Math, asked by anilpateriya4873, 1 year ago

given an equation of the form "num1+num2=nim3" where one of num1, num2, num3 is replaced by an x. find the value of x

Answers

Answered by pinquancaro
7

Consider the given equation num 1+num 2 = num 3

where one of num1, num2, num3 is replaced by an x.

Case 1: Let us suppose num 1 = x

Therefore, the given equation is:

x + num 2 = num 3

So, x = num 3 - num 2

Therefore, the value of x is "num 3 - num 2".

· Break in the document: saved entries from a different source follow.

use arbor_llm::{InlineAttachment, ProviderMessage, Role as ProviderRole};
use serde::{Deserialize, Serialize};

/// Prefix of the reasoning half of the legacy composite text.
pub const THOUGHTS_PREFIX: &str = "Thoughts:";
/// Separator between reasoning and answer in the legacy composite text.
pub const ANSWER_SEPARATOR: &str = "\n---\nAnswer:";

pub const AUDIO_ATTACHMENT_NAME: &str = "response-audio.wav";
pub const AUDIO_MIME_TYPE: &str = "audio/wav";

#[derive(Debug, Clone, Copy, PartialEq, Eq, Hash, Serialize, Deserialize)]
#[serde(rename_all = "lowercase")]
pub enum Role {
    User,
    Model,
}

impl From<Role> for ProviderRole {
    fn from(role: Role) -> Self {
        match role {
            Role::User => ProviderRole::User,
            Role::Model => ProviderRole::Model,
        }
    }
}

#[derive(Debug, Clone, PartialEq, Eq, Serialize, Deserialize)]
#[serde(rename_all = "camelCase")]
pub struct Attachment {
    pub name: String,
    pub mime_type: String,
    /// Base64 file contents.
    pub payload: String,
    #[serde(default)]
    pub preview_url: String,
}

impl Attachment {
    pub fn new(
        name: impl Into<String>,
        mime_type: impl Into<String>,
        payload: impl Into<String>,
    ) -> Self {
        let mime_type = mime_type.into();
        let payload = payload.into();
        let preview_url = format!("data:{mime_type};base64,{payload}");
        Self {
            name: name.into(),
            mime_type,
            payload,
            preview_url,
        }
    }

    pub fn audio(payload: impl Into<String>) -> Self {
        Self::new(AUDIO_ATTACHMENT_NAME, AUDIO_MIME_TYPE, payload)
    }

    pub fn to_inline(&self) -> InlineAttachment {
        InlineAttachment::new(&self.name, &self.mime_type, &self.payload)
    }
}

/// One turn in a node's history.
///
/// Model turns keep reasoning and answer apart: `content` is the answer and `thoughts`
/// the optional reasoning. The legacy single-string form is produced by
/// [`Message::display_text`] and only parsed back when importing old trees.
#[derive(Debug, Clone, PartialEq, Eq, Serialize, Deserialize)]
#[serde(rename_all = "camelCase")]
pub struct Message {
    pub role: Role,
    pub content: String,
    #[serde(default, skip_serializing_if = "Option::is_none")]
    pub thoughts: Option<String>,
    #[serde(default, skip_serializing_if = "Vec::is_empty")]
    pub attachments: Vec<Attachment>,
    #[serde(default, skip_serializing_if = "Option::is_none")]
    pub model_id: Option<String>,
    #[serde(default, skip_serializing_if = "std::ops::Not::not")]
    pub is_error: bool,
}

impl Message {
    pub fn user(content: impl Into<String>, attachments: Vec<Attachment>) -> Self {
        Self {
            role: Role::User,
            content: content.into(),
            thoughts: None,
            attachments,
            model_id: None,
            is_error: false,
        }
    }

    pub fn model(content: impl Into<String>, model_id: Option<String>) -> Self {
        Self {
            role: Role::Model,
            content: content.into(),
            thoughts: None,
            attachments: Vec::new(),
            model_id,
            is_error: false,
        }
    }

    /// Empty model turn that a stream fills in place.
    pub fn placeholder(model_id: Option<String>) -> Self {
        Self::model(String::new(), model_id)
    }

    pub fn model_error(message: impl Into<String>, model_id: Option<String>) -> Self {
        Self {
            is_error: true,
            ..Self::model(message, model_id)
        }
    }

    pub fn is_empty_placeholder(&self) -> bool {
        self.role == Role::Model
            && self.content.is_empty()
            && self.thoughts.as_deref().is_none_or(str::is_empty)
            && self.attachments.is_empty()
    }

    /// Text as the legacy convention renders it.
    pub fn display_text(&self) -> String {
        match (&self.role, self.thoughts.as_deref()) {
            (Role::Model, Some(thoughts)) => compose(thoughts, &self.content),
            _ => self.content.clone(),
        }
    }

    /// Splits composite text stored by older trees into its two fields.
    pub fn upgrade_legacy_content(&mut self) -> bool {
        if self.role != Role::Model || self.thoughts.is_some() {
            return false;
        }

        match split_composite(&self.content) {
            (Some(thoughts), answer) => {
                self.thoughts = Some(thoughts);
                self.content = answer;
                true
            }
            (None, _) => false,
        }
    }

    /// Upstream form of this turn. Model turns replay the answer only.
    pub fn to_provider_message(&self) -> ProviderMessage {
        let message = ProviderMessage::new(self.role.into(), self.content.clone());
        match self.role {
            Role::User => message.with_attachments(
                self.attachments.iter().map(Attachment::to_inline).collect(),
            ),
            Role::Model => message,
        }
    }
}

/// Renders reasoning and answer as one string.
///
/// Empty reasoning yields the bare answer; reasoning without an answer yet yields
/// `Thoughts:<reasoning>`.
pub fn compose(thoughts: &str, answer: &str) -> String {
    if thoughts.is_empty() {
        answer.to_string()
    } else if answer.is_empty() {
        format!("{THOUGHTS_PREFIX}{thoughts}")
    } else {
        format!("{THOUGHTS_PREFIX}{thoughts}{ANSWER_SEPARATOR}{answer}")
    }
}

pub fn split_composite(text: &str) -> (Option<String>, String) {
    let Some(rest) = text.strip_prefix(THOUGHTS_PREFIX) else {
        return (None, text.to_string());
    };

    match rest.split_once(ANSWER_SEPARATOR) {
        Some((thoughts, answer)) => (Some(thoughts.to_string()), answer.to_string()),
        None => (Some(rest.to_string()), String::new()),
    }
}

#[cfg(test)]
mod tests {
    use super::*;

    #[test]
    fn composite_rendering_follows_the_thoughts_answer_convention() {
        assert_eq!(compose("abc", "xyz"), "Thoughts:abc\n---\nAnswer:xyz");
        assert_eq!(compose("", "xyz"), "xyz");
        assert_eq!(compose("abc", ""), "Thoughts:abc");
    }

    #[test]
    fn legacy_composite_text_is_split_on_import() {
        let mut message = Message::model("Thoughts:step one\n---\nAnswer:42", None);
        assert!(message.upgrade_legacy_content());
        assert_eq!(message.thoughts.as_deref(), Some("step one"));
        assert_eq!(message.content, "42");
        assert_eq!(message.display_text(), "Thoughts:step one\n---\nAnswer:42");

        let mut plain = Message::model("just an answer", None);
        assert!(!plain.upgrade_legacy_content());
        assert_eq!(plain.content, "just an answer");
    }

    #[test]
    fn user_text_that_looks_composite_is_left_alone() {
        let mut message = Message::user("Thoughts:not mine\n---\nAnswer:no", Vec::new());
        assert!(!message.upgrade_legacy_content());
    }

    #[test]
    fn model_turns_replay_only_the_answer() {
        let mut message = Message::model("final", Some("gpt-4o".to_string()));
        message.thoughts = Some("private reasoning".to_string());
        let provider_message = message.to_provider_message();

        assert_eq!(provider_message.role, ProviderRole::Model);
        assert_eq!(provider_message.content, "final");
    }

    #[test]
    fn serialized_messages_omit_empty_optional_fields() {
        let json = serde_json::to_string(&Message::user("hi", Vec::new())).unwrap();
        assert_eq!(json, "{\"role\":\"user\",\"content\":\"hi\"}");
    }
}
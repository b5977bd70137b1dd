use std::collections::HashMap;
use std::sync::RwLock;

use snafu::ensure;

use super::BlobStore;
use super::error::{EmptyKeySnafu, LockPoisonedSnafu, StorageResult};

/// Process-local store, handy for tests and throwaway sessions.
#[derive(Debug, Default)]
pub struct MemoryBlobStore {
    blobs: RwLock<HashMap<String, String>>,
}

impl MemoryBlobStore {
    pub fn new() -> Self {
        Self::default()
    }
}

fn poisoned<T>(stage: &'static str) -> StorageResult<T> {
    LockPoisonedSnafu { stage }.fail()
}

impl BlobStore for MemoryBlobStore {
    fn get(&self, key: &str) -> StorageResult<Option<String>> {
        let Ok(blobs) = self.blobs.read() else {
            return poisoned("memory-get");
        };
        Ok(blobs.get(key).cloned())
    }

    fn set(&self, key: &str, value: &str) -> StorageResult<()> {
        ensure!(!key.is_empty(), EmptyKeySnafu { stage: "memory-set" });
        let Ok(mut blobs) = self.blobs.write() else {
            return poisoned("memory-set");
        };
        blobs.insert(key.to_string(), value.to_string());
        Ok(())
    }

    fn clear(&self, key: &str) -> StorageResult<()> {
        let Ok(mut blobs) = self.blobs.write() else {
            return poisoned("memory-clear");
        };
        blobs.remove(key);
        Ok(())
    }
}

Case 2: Let us suppose num 2 = x

Therefore, the given equation is:

num 1 + x = num 3

So, x = num 3 - num 1

Therefore, the value of x is "num 3 - num 1".

Case 3: Let us suppose num 3 = x

Therefore, the given equation is:

num 1 + num 2 = x

So, x = num 1 + num 2

Therefore, the value of x is "num 1 + num 2".


Answered by brackettop05
9

If It is given that the equation will definitely be in this form then :

1) '+' sign exist btw num1 and num2.

2) '=' sign exist btw num2 and num3.

Based on this the code will be :

str1 = input("enter equation: ")

num1='p'

num2='q'

num3='r'

for i in range(len(str1)):

   if str1[i]=='+':

       posi_plus = i

       if str1[i-1] == 'x':

           num1 = 'x'

       elif str1[i+1] == 'x':

           num2 = 'x'

       else:

           num3 = 'x'

   

   if str1[i] == '=':

       posi_eq = i

       break

a = str1[:posi_plus ]

b = str1[posi_plus+1 : posi_eq ]

c = str1[posi_eq+1:]

if num1 == 'x':

   print(int(c)-int(b))

elif num2 == 'x':

   print(int(c)-int(a))

else:

   print(int(a)+int(b))

Note : I have not added the corner test cases like x+2x=10,x=0 etc ; This code is just for the basic and T(n) test cases.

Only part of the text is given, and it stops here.